Burt Rutan's White Knight and SpaceShip One, Photo Courtesy of Scaled Composites
Thermodynamics and Propulsion


15.1 Fuels

There are a wide variety of fuels used for aerospace power and propulsion. A primary one is jet fuel, essentially kerosene. Kerosene is a mixture of various hydrocarbons. The fuels we consider here are hydrogen ($ H_2$ ), methane ($ CH_4$ ), and octane ($ C_8H_{18}$ ).

The chemical process in which a fuel, for example methane, is burned consists of (on a very basic level - there are many intermediate reactions that need to be accounted for when computations of the combustion process are carried out):

$\displaystyle \underbrace{CH_4 + 2O_2}_\textrm{(Reactants)} \longrightarrow \underbrace{CO_2 + 2H_2 O}_\textrm{(Products)}.$

The reactions we describe are carried out in air, which can be approximated as 21% $ O_2$ and 79% $ N_2$ . This composition is referred to as ``theoretical air.'' There are other components of air (for example Argon, which is roughly 1%), but the results given using the theoretical air approximation are more than adequate for our purposes. With this definition, for each mole of $ O_2$ , 3.76 (or $ 79/21$ ) moles of $ N_2$ are involved:

$\displaystyle CH_4 + 2O_2 + 2(3.76)N_2 \longrightarrow CO_2 +
2H_2 O + 7.52N_2.$

Even if the nitrogen is not part of the combustion process, it leaves the combustion chamber at the same temperature as the other products, and this change in state (change in enthalpy) needs to be accounted for in the steady flow energy equation. At the high temperatures achieved in internal combustion engines (aircraft and automobile) reaction does occur between the nitrogen and oxygen, which gives rise to oxides of nitrogen, although we will not consider these reactions.

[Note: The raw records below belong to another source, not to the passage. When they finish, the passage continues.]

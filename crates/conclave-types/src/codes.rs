//! The closed set of API error codes.

use serde::{Deserialize, Serialize};

/// Every error the API surface can report.
///
/// Each code carries its HTTP status and whether a client may retry the
/// same request.
#[derive(Debug, Clone, Copy, PartialEq, Eq, Serialize, Deserialize)]
#[serde(rename_all = "SCREAMING_SNAKE_CASE")]
pub enum ErrorCode {
    /// No auth header was presented.
    AuthenticationRequired,
    /// Unrecognized scheme or empty credential.
    InvalidAuthFormat,
    /// JWT failed verification.
    InvalidToken,
    /// API key failed lookup or is inactive/expired.
    InvalidApiKey,
    /// A field is missing or of the wrong type.
    InvalidRequest,
    /// Query is empty post-sanitization.
    EmptyQuery,
    /// Query exceeds the maximum length.
    QueryTooLong,
    /// Session id is not a UUID.
    InvalidSessionId,
    /// Streaming flag is not a boolean.
    InvalidStreamingFlag,
    /// No request with the given id.
    RequestNotFound,
    /// No retained deliberation thread for the id.
    DeliberationNotFound,
    /// Idempotency cache entry was in an impossible state.
    IdempotencyStateInvalid,
    /// Idempotency cache result could not be decoded.
    IdempotencyResultInvalid,
    /// Orchestration surfaced an exception.
    ProcessingError,
    /// Uncaught server-side path.
    InternalError,
    /// A required collaborator was missing at boot.
    ServiceUnavailable,
    /// Too many requests from this client.
    RateLimited,
}

impl ErrorCode {
    /// HTTP status the code maps to.
    pub fn http_status(&self) -> u16 {
        match self {
            Self::AuthenticationRequired
            | Self::InvalidAuthFormat
            | Self::InvalidToken
            | Self::InvalidApiKey => 401,
            Self::InvalidRequest
            | Self::EmptyQuery
            | Self::QueryTooLong
            | Self::InvalidSessionId
            | Self::InvalidStreamingFlag => 400,
            Self::RequestNotFound | Self::DeliberationNotFound => 404,
            Self::RateLimited => 429,
            Self::ServiceUnavailable => 503,
            Self::IdempotencyStateInvalid
            | Self::IdempotencyResultInvalid
            | Self::ProcessingError
            | Self::InternalError => 500,
        }
    }

    /// Whether a client may retry the identical request.
    pub fn retryable(&self) -> bool {
        matches!(
            self,
            Self::IdempotencyStateInvalid
                | Self::IdempotencyResultInvalid
                | Self::InternalError
                | Self::ServiceUnavailable
                | Self::RateLimited
        )
    }

    /// The wire name of the code.
    pub fn as_str(&self) -> &'static str {
        match self {
            Self::AuthenticationRequired => "AUTHENTICATION_REQUIRED",
            Self::InvalidAuthFormat => "INVALID_AUTH_FORMAT",
            Self::InvalidToken => "INVALID_TOKEN",
            Self::InvalidApiKey => "INVALID_API_KEY",
            Self::InvalidRequest => "INVALID_REQUEST",
            Self::EmptyQuery => "EMPTY_QUERY",
            Self::QueryTooLong => "QUERY_TOO_LONG",
            Self::InvalidSessionId => "INVALID_SESSION_ID",
            Self::InvalidStreamingFlag => "INVALID_STREAMING_FLAG",
            Self::RequestNotFound => "REQUEST_NOT_FOUND",
            Self::DeliberationNotFound => "DELIBERATION_NOT_FOUND",
            Self::IdempotencyStateInvalid => "IDEMPOTENCY_STATE_INVALID",
            Self::IdempotencyResultInvalid => "IDEMPOTENCY_RESULT_INVALID",
            Self::ProcessingError => "PROCESSING_ERROR",
            Self::InternalError => "INTERNAL_ERROR",
            Self::ServiceUnavailable => "SERVICE_UNAVAILABLE",
            Self::RateLimited => "RATE_LIMITED",
        }
    }
}

impl std::fmt::Display for ErrorCode {
    fn fmt(&self, f: &mut std::fmt::Formatter<'_>) -> std::fmt::Result {
        f.write_str(self.as_str())
    }
}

The condition at which the mixture of fuel and air is such that both completely participate in the reaction is called stoichiometric. In gas turbines, excess air is often used so that the temperatures of the gas exiting the combustor is kept to within desired limits (see Figures 3.20, 3.21, and 3.24(b) for data on these limits.)





Muddy Points

Why is there 3.76 $ N_2$ ? (MP 15.1)

What is the most effective way to solve for the number of moles in the reactions? (MP 15.2)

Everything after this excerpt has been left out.